Dos años y un día
Los rasgos de fanatismo en el mundo de ETA pueden ahora combatirse políticamente
Ayer se cumplieron dos años desde el anuncio del cese definitivo de la actividad armada de ETA, y a fines de julio, cuatro años desde su último atentado mortal. Lo segundo avala lo primero: el cese sí era definitivo. Sin embargo, personas y grupos muy activos contra el terrorismo viven este momento con frustración y, por ejemplo, identifican la probable revisión de la doctrina Parot —que hoy se verá en el Tribunal de Estrasburgo— con “impunidad” de presos que llevan 20 años en prisión. Esa frustración se debe a que el cese no se ha traducido en la disolución de la banda y entrega de las armas que escenifique su derrota. Y a que los partidos continuadores de la antigua Batasuna han accedido a las instituciones con fuerte apoyo electoral.
ETA condiciona su disolución a que se encauce el problema de sus presos; y el Gobierno condiciona cualquier medida penitenciaria a la disolución de la banda. Esto es consecuencia de que si bien ETA aceptó renunciar a seguir practicando la violencia, justificó su utilización en el pasado. Y la fórmula para hacer compatibles ambas actitudes era mantener la demanda de negociación como única vía de cierre formal de ese pasado y a la vez de reconocimiento de la utilidad de la lucha armada.
La negociación versaría sobre presos, armas y retirada del territorio vasco de las fuerzas de seguridad. Solo cuando se hizo evidente que ni España ni Francia aceptarían ese planteamiento, la izquierda abertzale sugirió un cambio de estrategia que pasaba por admitir los cauces legales en las demandas penitenciarias y por reconocer el daño causado como paso previo para la reinserción.

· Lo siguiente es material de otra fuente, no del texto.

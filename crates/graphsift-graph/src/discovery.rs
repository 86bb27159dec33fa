//! Scans a freshly loaded snapshot for the values filter controls offer:
//! property names, sessions and the time bounds.

use crate::session::session_of;
use crate::snapshot::GraphSnapshot;
use crate::time::parse_timestamp_ms;
use graphsift_core::{EntityKind, PropertyMap, TimeRangeConfig};
use serde::Serialize;
use std::collections::{BTreeMap, BTreeSet};

/// Candidate node properties holding a timestamp, tried in order.
pub const DEFAULT_TIME_FIELDS: [&str; 6] = [
    "created_at",
    "createdAt",
    "timestamp",
    "updated_at",
    "time",
    "date",
];

const MAX_SAMPLE_VALUES: usize = 20;

#[derive(Debug, Clone, PartialEq, Eq, Serialize)]
#[serde(rename_all = "camelCase")]
pub struct PropertySummary {
    pub name: String,
    /// Up to twenty distinct values, sorted.
    pub distinct_values: Vec<String>,
    /// Entities carrying the property.
    pub count: usize,
}

#[derive(Debug, Clone, PartialEq, Eq, Serialize)]
#[serde(rename_all = "camelCase")]
pub struct SessionSummary {
    pub id: String,
    pub node_count: usize,
}

#[derive(Default)]
struct Tally {
    values: BTreeSet<String>,
    count: usize,
}

fn summarize<'a>(maps: impl Iterator<Item = &'a PropertyMap>) -> Vec<PropertySummary> {
    let mut tallies: BTreeMap<&str, Tally> = BTreeMap::new();
    for properties in maps {
        for (name, value) in properties {
            let tally = tallies.entry(name.as_str()).or_default();
            tally.count += 1;
            if tally.values.len() < MAX_SAMPLE_VALUES {
                tally.values.insert(value.clone());
            }
        }
    }
    tallies
        .into_iter()
        .map(|(name, tally)| PropertySummary {
            name: name.to_string(),
            distinct_values: tally.values.into_iter().collect(),
            count: tally.count,
        })
        .collect()
}

/// Property names present on nodes or edges, sorted by name.
pub fn available_properties(snapshot: &GraphSnapshot, kind: EntityKind) -> Vec<PropertySummary> {
    match kind {
        EntityKind::Node => summarize(snapshot.nodes().map(|n| &n.properties)),
        EntityKind::Edge => summarize(snapshot.edges().map(|e| &e.properties)),
    }
}

/// Distinct sessions with their node counts, sorted by id.
pub fn discover_sessions(snapshot: &GraphSnapshot) -> Vec<SessionSummary> {
    let mut counts: BTreeMap<&str, usize> = BTreeMap::new();
    for node in snapshot.nodes() {
        if let Some(session) = session_of(node).filter(|s| !s.trim().is_empty()) {
            *counts.entry(session).or_default() += 1;
        }
    }
    counts
        .into_iter()
        .map(|(id, node_count)| SessionSummary {
            id: id.to_string(),
            node_count,
        })
        .collect()
}

/// Bounds of the first candidate field with at least one parsable node value.
/// The window starts out covering the whole range.
pub fn discover_time_range(
    snapshot: &GraphSnapshot,
    candidates: &[&str],
) -> Option<TimeRangeConfig> {
    candidates.iter().find_map(|field| {
        let (min, max) = snapshot
            .nodes()
            .filter_map(|node| node.property(field).and_then(parse_timestamp_ms))
            .fold(None, |bounds: Option<(i64, i64)>, ts| match bounds {
                None => Some((ts, ts)),
                Some((lo, hi)) => Some((lo.min(ts), hi.max(ts))),
            })?;
        tracing::debug!("Discovered time property {} spanning {}..={}", field, min, max);
        Some(TimeRangeConfig::discovered(*field, min, max))
    })
}
use crate::snapshot::GraphSnapshot;
use graphsift_core::{EdgeId, NodeId};
use std::collections::BTreeSet;

/// Ids the renderer must hide. Complement of the visible set within the
/// snapshot, plus any edge left with a hidden endpoint.
#[derive(Debug, Clone, Default, PartialEq, Eq)]
pub struct Visibility {
    pub hidden_nodes: BTreeSet<NodeId>,
    pub hidden_edges: BTreeSet<EdgeId>,
}

impl Visibility {
    pub fn is_node_hidden(&self, id: &NodeId) -> bool {
        self.hidden_nodes.contains(id)
    }

    pub fn is_edge_hidden(&self, id: &EdgeId) -> bool {
        self.hidden_edges.contains(id)
    }
}

pub struct VisibilityResolver;

impl VisibilityResolver {
    /// Visible ids not present in the snapshot (synthetic ones) are ignored.
    pub fn resolve(
        snapshot: &GraphSnapshot,
        visible_nodes: &BTreeSet<NodeId>,
        visible_edges: &BTreeSet<EdgeId>,
    ) -> Visibility {
        let hidden_nodes: BTreeSet<NodeId> = snapshot
            .node_ids()
            .filter(|id| !visible_nodes.contains(*id))
            .cloned()
            .collect();

        let hidden_edges = snapshot
            .edges()
            .filter(|edge| {
                !visible_edges.contains(&edge.id)
                    || hidden_nodes.contains(&edge.from)
                    || hidden_nodes.contains(&edge.to)
            })
            .map(|edge| edge.id.clone())
            .collect();

        Visibility {
            hidden_nodes,
            hidden_edges,
        }
    }
}

#[cfg(test)]
mod tests {
    use super::*;
    use graphsift_core::{Edge, Node};

    fn snapshot() -> GraphSnapshot {
        GraphSnapshot::load(
            vec![Node::new("a"), Node::new("b"), Node::new("c")],
            vec![Edge::new("ab", "a", "b", "R"), Edge::new("bc", "b", "c", "R")],
        )
        .unwrap()
    }

    #[test]
    fn test_hidden_is_complement() {
        let snapshot = snapshot();
        let nodes = BTreeSet::from([NodeId::from("a"), NodeId::from("b")]);
        let edges = BTreeSet::from([EdgeId::from("ab")]);
        let visibility = VisibilityResolver::resolve(&snapshot, &nodes, &edges);
        assert_eq!(visibility.hidden_nodes, BTreeSet::from([NodeId::from("c")]));
        assert_eq!(visibility.hidden_edges, BTreeSet::from([EdgeId::from("bc")]));
    }

    #[test]
    fn test_edge_with_hidden_endpoint_is_hidden() {
        let snapshot = snapshot();
        let nodes = BTreeSet::from([NodeId::from("a"), NodeId::from("b")]);
        // `bc` is listed visible but `c` is not.
        let edges = BTreeSet::from([EdgeId::from("ab"), EdgeId::from("bc")]);
        let visibility = VisibilityResolver::resolve(&snapshot, &nodes, &edges);
        assert!(visibility.is_edge_hidden(&EdgeId::from("bc")));
        assert!(!visibility.is_edge_hidden(&EdgeId::from("ab")));
    }

    #[test]
    fn test_synthetic_ids_are_ignored() {
        let snapshot = snapshot();
        let nodes = BTreeSet::from([NodeId::from("collapsed-node:1"), NodeId::from("c")]);
        let edges = BTreeSet::from([EdgeId::from("reroute:1")]);
        let visibility = VisibilityResolver::resolve(&snapshot, &nodes, &edges);
        assert_eq!(visibility.hidden_nodes.len(), 2);
        assert_eq!(visibility.hidden_edges.len(), 2);
    }
}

El pulso interno fue zanjado por ETA mediante un comunicado de fines de septiembre en el que rechaza esas propuestas, insiste en la negociación y emplaza a la izquierda abertzale a ser más activa.
El otro motivo de disgusto, la participación institucional de ese sector, se traduce en reproches como que el Gobierno y los jueces se contentan con el fin de los atentados, sin considerar la continuidad de los objetivos políticos de ETA y su entorno. En política, casi ningún problema se soluciona sin suscitar a su vez otro. ETA aceptó lo que jueces, políticos y opinión pública venían exigiéndole: que renunciase a matar por sus ideas, no a sus ideas. Lo hizo a cambio de la legalización de su brazo político, pero ello supuso la aparición de un nuevo problema. No solo era que se admitía en la competición política a quienes habían legitimado el terror, sino que sus buenos resultados electorales y consiguiente acceso a las instituciones plantearon dilemas inesperados. La renuncia a la violencia no ha eliminado los rasgos de fanatismo y voluntad impositiva que perviven en muchas actuaciones: por ejemplo de exaltación de los condenados por terrorismo. Pero esos rasgos no necesariamente deben combatirse con nuevas ilegalizaciones o denuncias judiciales, sino con mejores argumentos e iniciativas políticas. Algo que hoy se puede hacer en mejores condiciones que cuando implicaba ser objeto de la amenaza de ETA y sus cuadrillas juveniles de acoso.